### What you are asked to do
Check every line of the entries for the string "decoder" and return the ones that contain it.

◇ ◇ ◇ ◇ ◇

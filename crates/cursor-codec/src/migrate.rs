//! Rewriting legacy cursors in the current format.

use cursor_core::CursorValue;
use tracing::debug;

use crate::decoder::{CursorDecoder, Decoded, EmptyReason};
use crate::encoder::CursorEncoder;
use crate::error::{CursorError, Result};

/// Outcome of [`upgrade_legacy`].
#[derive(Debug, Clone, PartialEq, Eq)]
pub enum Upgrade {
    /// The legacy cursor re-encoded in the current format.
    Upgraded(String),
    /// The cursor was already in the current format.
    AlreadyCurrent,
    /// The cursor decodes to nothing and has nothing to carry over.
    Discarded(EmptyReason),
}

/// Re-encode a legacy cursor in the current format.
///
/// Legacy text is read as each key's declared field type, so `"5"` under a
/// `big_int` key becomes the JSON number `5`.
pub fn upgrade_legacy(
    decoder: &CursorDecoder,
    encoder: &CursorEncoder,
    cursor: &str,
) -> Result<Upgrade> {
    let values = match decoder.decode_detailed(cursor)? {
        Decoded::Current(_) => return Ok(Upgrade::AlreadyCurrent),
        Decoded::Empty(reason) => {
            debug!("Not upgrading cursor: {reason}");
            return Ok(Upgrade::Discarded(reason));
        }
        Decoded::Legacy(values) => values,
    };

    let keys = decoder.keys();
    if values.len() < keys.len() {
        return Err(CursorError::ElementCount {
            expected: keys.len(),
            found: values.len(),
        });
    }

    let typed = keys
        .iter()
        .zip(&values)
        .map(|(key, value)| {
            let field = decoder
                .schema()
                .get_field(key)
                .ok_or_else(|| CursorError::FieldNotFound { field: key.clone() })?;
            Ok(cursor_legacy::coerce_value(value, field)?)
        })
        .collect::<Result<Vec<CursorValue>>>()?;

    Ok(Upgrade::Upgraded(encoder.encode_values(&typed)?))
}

◇ ◇ ◇ ◇ ◇

### Result of this task
use crate::decoder::{CursorDecoder, Decoded, EmptyReason};
    decoder: &CursorDecoder,
    let values = match decoder.decode_detailed(cursor)? {
    let keys = decoder.keys();
            let field = decoder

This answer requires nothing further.